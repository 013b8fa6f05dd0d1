// Tenant membership and role checks shared by every service.

use baht_core::db::Database;
use baht_core::model::{Membership, Permission};

use crate::error::{ServiceError, ServiceResult};

/// The caller's membership in `company_id`.
///
/// Unknown companies and companies the caller does not belong to both come
/// back as `NotFound`, so tenants cannot discover each other's IDs.
pub fn require_member(db: &Database, company_id: &str, user_id: &str) -> ServiceResult<Membership> {
    db.membership(company_id, user_id)?
        .ok_or_else(|| ServiceError::NotFound(format!("company {company_id}")))
}

/// Like [`require_member`], but the role must also grant `permission`.
pub fn require_permission(
    db: &Database,
    company_id: &str,
    user_id: &str,
    permission: Permission,
) -> ServiceResult<Membership> {
    let membership = require_member(db, company_id, user_id)?;
    if membership.can(permission) {
        Ok(membership)
    } else {
        Err(ServiceError::Forbidden(format!(
            "role `{}` lacks {permission:?}",
            membership.role.as_str()
        )))
    }
}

--- --- ---

Scan the listing above. Collect all lines with the word "ServiceError".

use crate::error::{ServiceError, ServiceResult};
        .ok_or_else(|| ServiceError::NotFound(format!("company {company_id}")))
        Err(ServiceError::Forbidden(format!(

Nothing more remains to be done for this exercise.